- [EXERCISE BRIEF]:
The string "UploadRequest" may appear on lines of the entries below; report how many such lines there are, and only that.

(Saved data entries)
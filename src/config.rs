use std::path::PathBuf;
use std::time::Duration;

#[derive(Debug, Clone)]
pub struct ServerConfig {
    pub max_file_size: u64,
    pub upload_dir: PathBuf,
    pub temp_dir: PathBuf,
    pub public_path: String,
    pub stale_temp_age: Duration,
    pub temp_file_cleanup_interval: Duration,
    pub address: String,
    pub port: String,
}

impl Default for ServerConfig {
    fn default() -> Self {
        Self {
            max_file_size: 2 * 1024 * 1024, // 2MB
            upload_dir: PathBuf::from("./uploads/images"),
            temp_dir: PathBuf::from("./temp"),
            public_path: "/uploads".to_string(),
            stale_temp_age: Duration::from_secs(3600),
            temp_file_cleanup_interval: Duration::from_secs(1800),
            address: "127.0.0.1".to_string(),
            port: "2233".to_string(),
        }
    }
}

impl ServerConfig {
    pub fn new() -> Self {
        Self::from_args(std::env::args().skip(1))
    }

    // 可选参数: address, port
    pub fn from_args<I>(args: I) -> Self
    where
        I: IntoIterator<Item = String>,
    {
        let mut args = args.into_iter();
        let defaults = Self::default();
        let address = args.next().unwrap_or(defaults.address.clone());
        let port = args.next().unwrap_or(defaults.port.clone());

        Self { address, port, ..defaults }
    }

    pub fn bind_address(&self) -> String {
        format!("{}:{}", self.address, self.port)
    }

    pub async fn init_directories(&self) -> std::io::Result<()> {
        tokio::fs::create_dir_all(&self.upload_dir).await?;
        tokio::fs::create_dir_all(&self.temp_dir).await?;

        Ok(())
    }

    pub fn log_config(&self) {
        log::info!("配置信息:");
        log::info!("  - 最大文件大小: {}KB", self.max_file_size / 1024);
        log::info!("  - 临时文件过期时间: {}s", self.stale_temp_age.as_secs());
        log::info!("  - 临时文件清理间隔: {}s", self.temp_file_cleanup_interval.as_secs());
        log::info!("上传目录: {}", self.upload_dir.display());
        log::info!("临时目录: {}", self.temp_dir.display());
    }
}
use serde::{Deserialize, Serialize};
use std::collections::HashMap;
use std::path::{Path, PathBuf};

#[derive(Debug, Serialize, Deserialize)]
pub struct ApiResponse<T> {
    pub success: bool,
    pub message: String,
    pub data: Option<T>,
}

#[derive(Debug, Serialize, Deserialize)]
pub struct FileInfo {
    pub filename: String,
    pub url: String,
    pub upload_time: String,
    pub size: u64,
    pub extension: String,
    pub width: u32,
    pub height: u32,
    pub mime_type: String,
}

/// 上传接口的查询参数: `field` 为表单字段名, `name` 为输出文件名(不含扩展名),
/// `index` 只在多文件字段中使用。
#[derive(Debug, Default, Deserialize)]
pub struct UploadQuery {
    pub field: Option<String>,
    pub name: Option<String>,
    pub index: Option<usize>,
}

/// 探测到的图片元数据
#[derive(Debug, Clone, PartialEq, Eq, Serialize, Deserialize)]
pub struct ImageInfo {
    pub width: u32,
    pub height: u32,
    pub format: String,
    pub mime_type: String,
}

/// 上传平台报告的错误码, 数值与常见的 multipart 上传约定一致
#[derive(Debug, Clone, Copy, PartialEq, Eq)]
pub enum UploadErrorCode {
    Ok = 0,
    IniSize = 1,
    FormSize = 2,
    Partial = 3,
    NoFile = 4,
    NoTmpDir = 6,
    CantWrite = 7,
    Extension = 8,
}

impl UploadErrorCode {
    pub fn from_code(code: u8) -> Option<Self> {
        match code {
            0 => Some(Self::Ok),
            1 => Some(Self::IniSize),
            2 => Some(Self::FormSize),
            3 => Some(Self::Partial),
            4 => Some(Self::NoFile),
            6 => Some(Self::NoTmpDir),
            7 => Some(Self::CantWrite),
            8 => Some(Self::Extension),
            _ => None,
        }
    }

    pub fn code(self) -> u8 {
        self as u8
    }
}

// 一个已经落到临时目录的上传文件
#[derive(Debug, Clone, PartialEq, Eq)]
pub struct UploadedFile {
    pub name: String,
    pub staging_path: PathBuf,
    pub error: UploadErrorCode,
    pub size: u64,
}

impl UploadedFile {
    pub fn new(name: impl Into<String>, staging_path: impl Into<PathBuf>, size: u64) -> Self {
        Self {
            name: name.into(),
            staging_path: staging_path.into(),
            error: UploadErrorCode::Ok,
            size,
        }
    }

    /// 只带错误码的条目 (没有文件内容)
    pub fn failed(name: impl Into<String>, error: UploadErrorCode) -> Self {
        Self {
            name: name.into(),
            staging_path: PathBuf::new(),
            error,
            size: 0,
        }
    }
}

/// 表单中一个字段下的文件: `<input type="file">` 对应 `Single`,
/// `<input type="file" multiple>` (字段名以 `[]` 结尾) 对应 `Multiple`。
#[derive(Debug, Clone, PartialEq, Eq)]
pub enum FileField {
    Single(UploadedFile),
    Multiple(Vec<UploadedFile>),
}

impl FileField {
    pub fn files(&self) -> &[UploadedFile] {
        match self {
            FileField::Single(file) => std::slice::from_ref(file),
            FileField::Multiple(files) => files,
        }
    }

    pub fn count(&self) -> usize {
        self.files().len()
    }

    /// 字段级别的文件: 单文件字段的唯一文件, 多文件字段的第一个文件
    pub fn primary(&self) -> Option<&UploadedFile> {
        self.files().first()
    }

    pub fn get(&self, index: usize) -> Option<&UploadedFile> {
        self.files().get(index)
    }
}

/// 已解析的 multipart 提交: 字段名 -> 文件
#[derive(Debug, Clone, Default)]
pub struct UploadForm {
    fields: HashMap<String, FileField>,
}

impl UploadForm {
    pub fn new() -> Self {
        Self::default()
    }

    // 同名字段会被替换, 被替换字段的临时文件随之删除
    pub fn insert(&mut self, key: impl Into<String>, field: FileField) {
        let key = key.into();
        if let Some(replaced) = self.fields.insert(key.clone(), field) {
            let paths: Vec<PathBuf> = replaced
                .files()
                .iter()
                .map(|file| file.staging_path.clone())
                .filter(|path| is_staged(path))
                .collect();
            let removed = remove_staged(&paths);
            if removed > 0 {
                log::debug!("字段 {} 被替换, 删除了 {} 个临时文件", key, removed);
            }
        }
    }

    pub fn insert_single(&mut self, key: impl Into<String>, file: UploadedFile) {
        self.insert(key, FileField::Single(file));
    }

    // 追加到多文件字段; 同名的单文件字段会被替换
    pub fn push_multiple(&mut self, key: impl Into<String>, file: UploadedFile) {
        let key = key.into();
        match self.fields.get_mut(&key) {
            Some(FileField::Multiple(files)) => files.push(file),
            _ => self.insert(key, FileField::Multiple(vec![file])),
        }
    }

    pub fn get(&self, key: &str) -> Option<&FileField> {
        self.fields.get(key)
    }

    /// 字段下的文件数量, 字段不存在时为 0
    pub fn count_files(&self, key: &str) -> usize {
        self.fields.get(key).map(FileField::count).unwrap_or(0)
    }

    /// 仍然存在于临时目录中的文件
    pub fn staged_paths(&self) -> Vec<PathBuf> {
        self.fields
            .values()
            .flat_map(|field| field.files().iter())
            .map(|file| file.staging_path.clone())
            .filter(|path| is_staged(path))
            .collect()
    }

    /// 删除请求结束时仍未被移动的临时文件, 返回删除数量
    pub fn discard_staged(&self) -> usize {
        remove_staged(&self.staged_paths())
    }
}

/// 一次校验请求: 提交的字段、可选的文件索引和可选的输出文件名
#[derive(Debug, Clone, Default)]
pub struct UploadRequest {
    pub field: Option<FileField>,
    pub index: Option<usize>,
    pub output_name: Option<String>,
}

impl UploadRequest {
    pub fn new(field: Option<FileField>) -> Self {
        Self {
            field,
            ..Default::default()
        }
    }

    pub fn single(file: UploadedFile) -> Self {
        Self::new(Some(FileField::Single(file)))
    }

    pub fn from_form(form: &UploadForm, key: &str) -> Self {
        Self::new(form.get(key).cloned())
    }

    pub fn with_index(mut self, index: usize) -> Self {
        self.index = Some(index);
        self
    }

    pub fn with_output_name(mut self, name: impl Into<String>) -> Self {
        self.output_name = Some(name.into());
        self
    }

    // 当前请求对应的错误码: 指定索引且存在时取该文件, 否则取字段级别的文件
    pub(crate) fn error_signal(&self) -> Option<UploadErrorCode> {
        let field = self.field.as_ref()?;
        let file = self
            .index
            .and_then(|i| field.get(i))
            .or_else(|| field.primary())?;
        Some(file.error)
    }
}

pub fn is_staged(path: &Path) -> bool {
    !path.as_os_str().is_empty() && path.is_file()
}

fn remove_staged(paths: &[PathBuf]) -> usize {
    let mut removed = 0;
    for path in paths {
        match std::fs::remove_file(path) {
            Ok(_) => removed += 1,
            Err(e) => log::warn!("删除临时文件失败 {}: {}", path.display(), e),
        }
    }
    removed
}

#[cfg(test)]
mod tests {
    use super::*;

    #[test]
    fn test_error_code_conversion() {
        assert_eq!(UploadErrorCode::from_code(4), Some(UploadErrorCode::NoFile));
        assert_eq!(UploadErrorCode::from_code(1), Some(UploadErrorCode::IniSize));
        assert_eq!(UploadErrorCode::from_code(5), None);
        assert_eq!(UploadErrorCode::CantWrite.code(), 7);
    }

    #[test]
    fn test_count_files() {
        let mut form = UploadForm::new();
        form.insert_single("avatar", UploadedFile::new("a.png", "/tmp/a", 10));
        form.push_multiple("photos", UploadedFile::new("1.jpg", "/tmp/1", 1));
        form.push_multiple("photos", UploadedFile::new("2.jpg", "/tmp/2", 1));
        form.push_multiple("photos", UploadedFile::new("3.jpg", "/tmp/3", 1));

        assert_eq!(form.count_files("avatar"), 1);
        assert_eq!(form.count_files("photos"), 3);
        assert_eq!(form.count_files("missing"), 0);
    }

    #[test]
    fn test_error_signal_prefers_indexed_file() {
        let field = FileField::Multiple(vec![
            UploadedFile::new("1.jpg", "/tmp/1", 1),
            UploadedFile::failed("2.jpg", UploadErrorCode::IniSize),
        ]);
        let request = UploadRequest::new(Some(field.clone()));
        assert_eq!(request.error_signal(), Some(UploadErrorCode::Ok));

        let request = UploadRequest::new(Some(field.clone())).with_index(1);
        assert_eq!(request.error_signal(), Some(UploadErrorCode::IniSize));

        // 越界索引回退到字段级别的错误码
        let request = UploadRequest::new(Some(field)).with_index(9);
        assert_eq!(request.error_signal(), Some(UploadErrorCode::Ok));

        assert_eq!(UploadRequest::new(None).error_signal(), None);
    }

    #[test]
    fn test_replaced_field_removes_its_staging_file() {
        let dir = tempfile::tempdir().unwrap();
        let first = dir.path().join("first.upload");
        let second = dir.path().join("second.upload");
        let third = dir.path().join("third.upload");
        std::fs::write(&first, b"1").unwrap();
        std::fs::write(&second, b"2").unwrap();
        std::fs::write(&third, b"3").unwrap();

        let mut form = UploadForm::new();
        form.insert_single("image", UploadedFile::new("a.png", &first, 1));
        form.insert_single("image", UploadedFile::new("b.png", &second, 1));
        assert!(!first.exists());
        assert_eq!(form.staged_paths(), vec![second.clone()]);

        // 普通字段之后出现同名的多文件字段
        form.push_multiple("image", UploadedFile::new("c.png", &third, 1));
        assert!(!second.exists());
        assert_eq!(form.count_files("image"), 1);
        assert_eq!(form.staged_paths(), vec![third]);
    }

    #[test]
    fn test_discard_staged() {
        let dir = tempfile::tempdir().unwrap();
        let staged = dir.path().join("x.upload");
        std::fs::write(&staged, b"data").unwrap();

        let mut form = UploadForm::new();
        form.insert_single("image", UploadedFile::new("x.png", &staged, 4));
        form.insert_single("empty", UploadedFile::failed("", UploadErrorCode::NoFile));

        assert_eq!(form.staged_paths(), vec![staged.clone()]);
        assert_eq!(form.discard_staged(), 1);
        assert!(!staged.exists());
        assert!(form.staged_paths().is_empty());
    }
}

- [TASK SOLUTION]:
6